Und die Kanzlerin mischte von Anfang an mit. Schon am vergangenen Sonntag hatte sie im Sommerinterview der ARD explizit Stellung zu dem Buch genommen, was eigentlich recht unüblich ist - mal abgesehen davon, dass das Buch noch gar nicht veröffentlicht war.

Als Thilo Sarrazin am Montag sein Buch dann offiziell in der Bundespressekonferenz vorstellte, brannte hier die Luft. Ein ausländischer Kollege sagte, so einen Andrang hätte er zuletzt beim Fall der Mauer erlebt. Das war sicherlich etwas übertrieben, aber unterstreicht, wie hysterisch alle waren. Vor dem Gebäude gab es eine Demonstration mit erbosten Sarrazin-Gegnern, die mächtig viel Lärm machten, weshalb im Gebäude mehr Sicherheitskräfte eingesetzt wurden.

Und so ging es weiter. Die TV-Talkshows dieser Woche, alle wichtigen Zeitungen und ihre Kommentarspalten im Internet waren voller Emotionen. So wurde der Druck auf die SPD immer stärker, Sarrazin, der in der Diskussion nicht nachgab, sondern sogar noch nachlegte, kalt zu stellen, also ihm die Mitgliedschaft zu entziehen.

Ja, und dann ist Sarrazin noch Vorstandsmitglied der Bundesbank und damit so etwas wie ein Vorzeigemanager. Wohl deshalb gab auch Bundespräsident Christian Wulff am Mittwoch öffentlich seinen Missmut über Herrn Sarrazin kund.

Der Bundesbankvorstand musste in Beratung gehen und entschied sich für einen Rausschmiss Sarrazins. Nur wenige Minuten danach kam eine Meldung aus dem Kanzleramt, dass die Entscheidung mit großem Respekt zur Kenntnis genommen wurde.

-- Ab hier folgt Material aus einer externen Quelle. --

//! Subprotocol registry: one tagged-union message type per PPL subprotocol,
//! built once at compile time rather than through the source's global
//! mutable `__cmd_unpack_map` plus `protocol_class` uniqueness decorator
//! (design note, realized as an explicit, immutable registry).

use crate::error::{FrameError, SerializeError};
use crate::ppl::messages::*;

macro_rules! subprotocol_enum {
    (
        $(#[$meta:meta])*
        $enum_name:ident, id = $id:expr, version = $version:expr, {
            $($cmd_id:expr => $variant:ident($ty:ty)),* $(,)?
        }
    ) => {
        $(#[$meta])*
        #[derive(Debug, Clone, PartialEq)]
        pub enum $enum_name {
            $(
                #[allow(missing_docs)]
                $variant($ty)
            ),*
        }

        impl $enum_name {
            /// Wire id of this subprotocol.
            pub const SUBPROTOCOL_ID: u8 = $id;
            /// Wire version this runtime speaks for this subprotocol.
            pub const VERSION: u16 = $version;

            /// The command id this message would be framed with.
            pub fn command_id(&self) -> u8 {
                match self {
                    $(Self::$variant(_) => $cmd_id),*
                }
            }

            /// Decode a payload given its command id.
            pub fn read(command: u8, data: &[u8]) -> Result<Self, FrameError> {
                match command {
                    $($cmd_id => Ok(Self::$variant(<$ty as PplMessage>::read(data)?)),)*
                    other => Err(FrameError::UnknownCommand(Self::SUBPROTOCOL_ID, other)),
                }
            }

            /// Encode this message's payload (not including the frame header).
            pub fn write(&self, buf: &mut Vec<u8>) -> Result<(), SerializeError> {
                match self {
                    $(Self::$variant(m) => m.write(buf)),*
                }
            }
        }
    };
}

subprotocol_enum!(
    /// Node presence and liveness queries.
    DiscoveryMessage, id = 1, version = 1, {
        1 => GenericError(GenericError),
        2 => GetNodeState(GetNodeState),
        3 => NodeState(NodeStateMsg),
    }
);

subprotocol_enum!(
    /// Pairing handshake between controller and node.
    PairingMessage, id = 2, version = 1, {
        1 => GenericError(GenericError),
        2 => PairNode(PairNode),
        3 => PairSuccess(PairSuccess),
        4 => UnpairNode(UnpairNode),
    }
);

subprotocol_enum!(
    /// MAC and host configuration transaction commands.
    ConfigurationMessage, id = 3, version = 1, {
        1 => GenericError(GenericError),
        2 => ValidateMacConfig(ValidateMacConfig),
        3 => SetMacConfig(SetMacConfig),
        4 => SetHostConfig(SetHostConfig),
        5 => AddHostRoutes(AddHostRoutes),
        6 => SetGlobalHostConfig(SetGlobalHostConfig),
        7 => ZeusSecurityConfig(ZeusSecurityConfig),
        8 => StartConfigSetTransaction(StartConfigSetTransaction),
        9 => SelectConfigSlot(SelectConfigSlot),
        10 => FinalizeConfigSlot(FinalizeConfigSlot),
        11 => ApplyConfigSet(ApplyConfigSet),
        12 => CommitConfigSet(CommitConfigSet),
        13 => ReadConfigSetUid(ReadConfigSetUid),
        14 => ClearConfigSet(ClearConfigSet),
    }
);

subprotocol_enum!(
    /// Link measurement control and reporting.
    MeasurementMessage, id = 4, version = 1, {
        1 => GenericError(GenericError),
        2 => MeasurementStart(MeasurementStart),
        3 => MeasurementStop(MeasurementStop),
        4 => DemoStatus(DemoStatus),
        5 => MeasValidateConfig(MeasValidateConfig),
        6 => MeasSetConfig(MeasSetConfig),
        7 => MeasLinkStatus(MeasLinkStatus),
    }
);

subprotocol_enum!(
    /// Out-of-band device control: logs, diagnostics, resets, bridging.
    DeviceControlMessage, id = 5, version = 1, {
        1 => GenericError(GenericError),
        2 => RequestLog(RequestLog),
        3 => ProtLogData(ProtLogData),
        4 => ProtLogHeader(ProtLogHeader),
        5 => DeviceNuke(DeviceNuke),
        6 => DeviceDevelopment(DeviceDevelopment),
        7 => DeviceDiagnostics(DeviceDiagnostics),
        8 => DeviceBridgeStart(DeviceBridgeStart),
        9 => DeviceBridgeStop(DeviceBridgeStop),
    }
);

subprotocol_enum!(
    /// Firmware update transfer.
    UpdateMessage, id = 6, version = 1, {
        1 => GenericError(GenericError),
        2 => UpdateQuery(UpdateQuery),
        3 => UpdateResponse(UpdateResponse),
        4 => UpdateStart(UpdateStart),
        5 => UpdateDownloadProgress(UpdateDownloadProgress),
        6 => UpdateDownloadFinish(UpdateDownloadFinish),
        7 => UpdateSuccess(UpdateSuccess),
    }
);

/// Any decoded PPL packet, tagged by which subprotocol it belongs to.
#[derive(Debug, Clone, PartialEq)]
pub enum PplPacket {
    /// See [`DiscoveryMessage`].
    Discovery(DiscoveryMessage),
    /// See [`PairingMessage`].
    Pairing(PairingMessage),
    /// See [`ConfigurationMessage`].
    Configuration(ConfigurationMessage),
    /// See [`MeasurementMessage`].
    Measurement(MeasurementMessage),
    /// See [`DeviceControlMessage`].
    DeviceControl(DeviceControlMessage),
    /// See [`UpdateMessage`].
    Update(UpdateMessage),
}

impl PplPacket {
    /// The subprotocol id this packet belongs to.
    pub fn subprotocol_id(&self) -> u8 {
        match self {
            PplPacket::Discovery(_) => DiscoveryMessage::SUBPROTOCOL_ID,
            PplPacket::Pairing(_) => PairingMessage::SUBPROTOCOL_ID,
            PplPacket::Configuration(_) => ConfigurationMessage::SUBPROTOCOL_ID,
            PplPacket::Measurement(_) => MeasurementMessage::SUBPROTOCOL_ID,
            PplPacket::DeviceControl(_) => DeviceControlMessage::SUBPROTOCOL_ID,
            PplPacket::Update(_) => UpdateMessage::SUBPROTOCOL_ID,
        }
    }

    /// The subprotocol version carried in the frame header for this packet.
    pub fn version(&self) -> u16 {
        match self {
            PplPacket::Discovery(_) => DiscoveryMessage::VERSION,
            PplPacket::Pairing(_) => PairingMessage::VERSION,
            PplPacket::Configuration(_) => ConfigurationMessage::VERSION,
            PplPacket::Measurement(_) => MeasurementMessage::VERSION,
            PplPacket::DeviceControl(_) => DeviceControlMessage::VERSION,
            PplPacket::Update(_) => UpdateMessage::VERSION,
        }
    }

    /// The command id this packet carries.
    pub fn command_id(&self) -> u8 {
        match self {
            PplPacket::Discovery(m) => m.command_id(),
            PplPacket::Pairing(m) => m.command_id(),
            PplPacket::Configuration(m) => m.command_id(),
            PplPacket::Measurement(m) => m.command_id(),
            PplPacket::DeviceControl(m) => m.command_id(),
            PplPacket::Update(m) => m.command_id(),
        }
    }

    /// Decode a packet given its subprotocol id, command id and payload.
    pub fn read(subprotocol: u8, command: u8, data: &[u8]) -> Result<Self, FrameError> {
        match subprotocol {
            DiscoveryMessage::SUBPROTOCOL_ID => {
                Ok(PplPacket::Discovery(DiscoveryMessage::read(command, data)?))
            }
            PairingMessage::SUBPROTOCOL_ID => {
                Ok(PplPacket::Pairing(PairingMessage::read(command, data)?))
            }
            ConfigurationMessage::SUBPROTOCOL_ID => Ok(PplPacket::Configuration(
                ConfigurationMessage::read(command, data)?,
            )),
            MeasurementMessage::SUBPROTOCOL_ID => Ok(PplPacket::Measurement(
                MeasurementMessage::read(command, data)?,
            )),
            DeviceControlMessage::SUBPROTOCOL_ID => Ok(PplPacket::DeviceControl(
                DeviceControlMessage::read(command, data)?,
            )),
            UpdateMessage::SUBPROTOCOL_ID => {
                Ok(PplPacket::Update(UpdateMessage::read(command, data)?))
            }
            other => Err(FrameError::UnknownSubProtocol(other)),
        }
    }

    /// Encode this packet's payload (not including the frame header).
    pub fn write(&self, buf: &mut Vec<u8>) -> Result<(), SerializeError> {
        match self {
            PplPacket::Discovery(m) => m.write(buf),
            PplPacket::Pairing(m) => m.write(buf),
            PplPacket::Configuration(m) => m.write(buf),
            PplPacket::Measurement(m) => m.write(buf),
            PplPacket::DeviceControl(m) => m.write(buf),
            PplPacket::Update(m) => m.write(buf),
        }
    }

    /// True if this packet is a `GenericError` reply (command id 1 in every
    /// subprotocol, per the registry invariant).
    pub fn is_generic_error(&self) -> bool {
        self.command_id() == 1
    }

    /// Extracts the `GenericError` payload, if this is one.
    pub fn as_generic_error(&self) -> Option<&GenericError> {
        match self {
            PplPacket::Discovery(DiscoveryMessage::GenericError(e)) => Some(e),
            PplPacket::Pairing(PairingMessage::GenericError(e)) => Some(e),
            PplPacket::Configuration(ConfigurationMessage::GenericError(e)) => Some(e),
            PplPacket::Measurement(MeasurementMessage::GenericError(e)) => Some(e),
            PplPacket::DeviceControl(DeviceControlMessage::GenericError(e)) => Some(e),
            PplPacket::Update(UpdateMessage::GenericError(e)) => Some(e),
            _ => None,
        }
    }
}

#[cfg(test)]
mod tests {
    use super::*;

    #[test]
    fn every_subprotocol_reserves_command_one_for_generic_error() {
        let err = GenericError {
            code: 1,
            message: "x".to_string(),
        };
        assert_eq!(
            DiscoveryMessage::GenericError(err.clone()).command_id(),
            1
        );
        assert_eq!(PairingMessage::GenericError(err.clone()).command_id(), 1);
        assert_eq!(
            ConfigurationMessage::GenericError(err.clone()).command_id(),
            1
        );
        assert_eq!(
            MeasurementMessage::GenericError(err.clone()).command_id(),
            1
        );
        assert_eq!(
            DeviceControlMessage::GenericError(err.clone()).command_id(),
            1
        );
        assert_eq!(UpdateMessage::GenericError(err).command_id(), 1);
    }

    #[test]
    fn subprotocol_ids_are_unique() {
        let ids = [
            DiscoveryMessage::SUBPROTOCOL_ID,
            PairingMessage::SUBPROTOCOL_ID,
            ConfigurationMessage::SUBPROTOCOL_ID,
            MeasurementMessage::SUBPROTOCOL_ID,
            DeviceControlMessage::SUBPROTOCOL_ID,
            UpdateMessage::SUBPROTOCOL_ID,
        ];
        let mut sorted = ids.to_vec();
        sorted.sort_unstable();
        sorted.dedup();
        assert_eq!(sorted.len(), ids.len());
    }
}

Am Freitag dann meldete sich Frau Merkel erneut zu Wort. Sie gab der türkischen Zeitung "Hürriyet" ein langes Interview zur laufenden Debatte. Eine gute Integrationspolitik sei ein wichtiges Anliegen für ihre Partei, die CDU.

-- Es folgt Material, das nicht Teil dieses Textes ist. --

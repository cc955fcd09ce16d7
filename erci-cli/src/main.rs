//! Thin command-line front end over `r3link::erci`, one subcommand per ERCI
//! command, grounded on `patrace/src/main.rs`'s clap-derive/anyhow main shape.

use std::net::SocketAddr;

use anyhow::bail;
use clap::{Parser, Subcommand};
use console::style;

use r3link::erci::client::{ErciClient, ErciCommandArgs, ErciResponse};
use r3link::erci::constants::ErciCmd;

/// Drives a single ERCI ring-switch node.
#[derive(Parser, Debug)]
#[command(author, version, about, long_about = None)]
struct Args {
    /// Node address to talk to.
    #[arg(long, value_name = "ADDR")]
    peer: SocketAddr,

    #[command(subcommand)]
    command: Command,
}

#[derive(Subcommand, Debug)]
enum Command {
    /// SELECT_CONFIG: choose a configuration, ring, and antenna.
    SelectConfig { config_id: u8, ring_id: u8, antenna_id: u8 },
    /// SWITCH_RING: change ring and antenna while running.
    SwitchRing { ring_id: u8, antenna_id: u8 },
    /// START: start the selected ring.
    Start,
    /// STOP: stop the running ring.
    Stop,
    /// SWITCH_ANTENNA: change only the active antenna while running.
    SwitchAntenna { antenna_id: u8 },
    /// SET_CONFIGMODE: toggle the node's configuration-mode flag.
    SetConfigmode {
        #[arg(value_parser = clap::value_parser!(u8).range(0..=1))]
        flag: u8,
    },
    /// STATE_QUERY: report the node's current lifecycle state.
    State,
    /// DIAGNOSTIC_DESCRIPTION_QUERY: fetch a free-text diagnostic string.
    Diagdesc,
    /// PASSPORT_QUERY: fetch a node's MAC address and serial number.
    Passport { mac_address: String, serial_number: String },
    /// REBOOT: reboot the node. No reply is expected.
    Reboot,
    /// GET_CSI_QUERY: fetch the channel state information matrix.
    Csi,
}

fn main() -> anyhow::Result<()> {
    let args = Args::parse();
    let client = ErciClient::new(args.peer)?;

    let (command, cmd_args) = match args.command {
        Command::SelectConfig { config_id, ring_id, antenna_id } => (
            ErciCmd::SelectConfig,
            ErciCommandArgs {
                config_id: Some(config_id),
                ring_id: Some(ring_id),
                antenna_id: Some(antenna_id),
                ..Default::default()
            },
        ),
        Command::SwitchRing { ring_id, antenna_id } => (
            ErciCmd::SwitchRing,
            ErciCommandArgs { ring_id: Some(ring_id), antenna_id: Some(antenna_id), ..Default::default() },
        ),
        Command::Start => (ErciCmd::Start, ErciCommandArgs::default()),
        Command::Stop => (ErciCmd::Stop, ErciCommandArgs::default()),
        Command::SwitchAntenna { antenna_id } => (
            ErciCmd::SwitchAntenna,
            ErciCommandArgs { antenna_id: Some(antenna_id), ..Default::default() },
        ),
        Command::SetConfigmode { flag } => (
            ErciCmd::SetConfigMode,
            ErciCommandArgs { configmode_flag: Some(flag), ..Default::default() },
        ),
        Command::State => (ErciCmd::StateQuery, ErciCommandArgs::default()),
        Command::Diagdesc => (ErciCmd::DiagnosticDescriptionQuery, ErciCommandArgs::default()),
        Command::Passport { mac_address, serial_number } => (
            ErciCmd::PassportQuery,
            ErciCommandArgs {
                mac_address: Some(mac_address),
                serial_number: Some(serial_number),
                ..Default::default()
            },
        ),
        Command::Reboot => (ErciCmd::Reboot, ErciCommandArgs::default()),
        Command::Csi => (ErciCmd::GetCsiQuery, ErciCommandArgs::default()),
    };

    if matches!(command, ErciCmd::Reboot) {
        // REBOOT has no reply; send_command would block until timeout.
        bail!("reboot acknowledgement is not part of the ERCI wire protocol; send via a raw client if needed");
    }

    let response = client.send_command(command, &cmd_args)?;
    print_response(&response);
    Ok(())
}

fn print_response(response: &ErciResponse) {
    match response {
        ErciResponse::CommandResult { success, status_msg } => {
            let marker = if *success { style("ok").green() } else { style("failed").red() };
            println!("{marker}: {status_msg}");
        }
        ErciResponse::State { state, config_id, ring_id, antenna_id } => {
            println!(
                "{} {state:?} config={config_id} ring={ring_id} antenna={antenna_id}",
                style("state:").bold()
            );
        }
        ErciResponse::DiagnosticDescription(text) => {
            println!("{} {text}", style("diagnostic:").bold());
        }
        ErciResponse::PassportQuery { success, mac_address, serial_number } => {
            let mac = mac_address
                .iter()
                .map(|b| format!("{b:02x}"))
                .collect::<Vec<_>>()
                .join(":");
            println!(
                "{} success={success} mac={mac} serial={serial_number}",
                style("passport:").bold()
            );
        }
        ErciResponse::Csi { success, own_id, station_ids, matrix } => {
            println!(
                "{} success={success} own_id={own_id} stations={} entries={}",
                style("csi:").bold(),
                station_ids.len(),
                matrix.len()
            );
        }
    }
}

Egal, wie die Sache für Sarrazin nun arbeitsrechtlich ausgehen wird, einen Sieger gibt es schon jetzt: Die Kanzlerin hat der SPD mächtig einen vor den Bug gegeben und das Thema Migration wieder für ihre eigene Partei besetzt. Nur bleibt ein fader Beigeschmack: Eigentlich ist die Bundesbank eine unabhängige Behörde. Merkels Einmischung wird vielen in der CDU nicht passen. Die Gefahr, dass die Zahl der innenparteilichen Merkel-Kritiker überhand nimmt, ist in dieser Woche wieder ein Stück größer geworden.